TPMCalculator icon indicating copy to clipboard operation
TPMCalculator copied to clipboard

Question about the -c fag and multi-mappers

Open agolicz opened this issue 3 years ago • 3 comments

Hello, I am not sure I understand the meaning of the -c flag "-c Smaller size allowed for an intron created for genes. Default: 16. We recommend to use the reads length". Why do you recommend the reads length?

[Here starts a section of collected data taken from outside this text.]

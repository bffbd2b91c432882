//! Error types for document operations.

use thiserror::Error;

/// Errors that can occur when reading or editing a [`Document`](crate::Document).
#[derive(Debug, Error, Clone, PartialEq, Eq)]
pub enum TextError {
    /// A byte offset or span end lies past the end of the text.
    #[error("offset {offset} out of bounds for text of length {len}")]
    OffsetOutOfBounds { offset: usize, len: usize },

    /// A byte offset splits a UTF-8 character.
    #[error("offset {0} is not on a character boundary")]
    NotCharBoundary(usize),

    /// A line number lies past the last line.
    #[error("line {line} out of bounds for document with {line_count} lines")]
    LineOutOfBounds { line: usize, line_count: usize },

    /// A line span with `line1 > line2`.
    #[error("invalid line span [{line1}, {line2})")]
    InvalidLineSpan { line1: usize, line2: usize },
}

/// Convenience alias for document results.
pub type TextResult<T> = Result<T, TextError>;
//! Error types for the range tracker.

use lst_diff::DiffError;
use lst_text::TextError;
use thiserror::Error;

use crate::status::TrackerStatus;

/// Errors produced by tracker operations.
#[derive(Debug, Error, Clone, PartialEq, Eq)]
pub enum TrackerError {
    /// The differencer failed (too big, deadline, or cancelled).
    #[error("diff error: {0}")]
    Diff(#[from] DiffError),

    /// Reading or editing the document failed.
    #[error("document error: {0}")]
    Text(#[from] TextError),

    /// Edit bookkeeping no longer matches the document.
    #[error("inconsistent tracker state: {0}")]
    Inconsistent(String),

    /// The tracker cannot vouch for its ranges, so nothing was written.
    #[error("ranges are not valid while the tracker is {0}")]
    NotValid(TrackerStatus),

    /// A configuration file could not be parsed.
    #[error("invalid configuration: {0}")]
    Config(String),
}

/// Convenience alias used throughout the tracker crate.
pub type TrackerResult<T> = Result<T, TrackerError>;
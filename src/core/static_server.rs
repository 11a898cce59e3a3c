use actix_web::{web, HttpResponse};
use mime_guess::from_path;
use rust_embed::RustEmbed;

use crate::core::errors::{AppError, Result};

#[derive(RustEmbed)]
#[folder = "static"]
struct Assets;

pub async fn serve_static(path: web::Path<String>) -> Result<HttpResponse> {
    let file_path = path.into_inner();

    let file = Assets::get(&file_path)
        .ok_or_else(|| AppError::NotFound(format!("static file {file_path}")))?;

    let mime = from_path(&file_path).first_or_octet_stream();

    Ok(HttpResponse::Ok()
        .content_type(mime.as_ref())
        .body(file.data.into_owned()))
}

Also, how does the software treat multi-mapping reads, so reads matching multiple locations across the genome (value more than 1 in NH:i: field). Is that normally handled by MAPQ filtering?

All the best, Agnieszka

agolicz avatar Dec 18 '20 20:12 agolicz

Hi,

TPMCalculator creates a gene model by overlapping the exons of all isoforms of a gene. The -c option set the minimum size for creating an intron when overlapping multiple exons. This value does not affect the quantification of the RNASEq abundance of the exons but it can change the quantification of transcripts and genes if there are intron retention present.

Multi-mapping reads are filtered using the MAPQ value as you said. However, each aligner has its proper implementation of MAPQ values so you need to check for your aligner.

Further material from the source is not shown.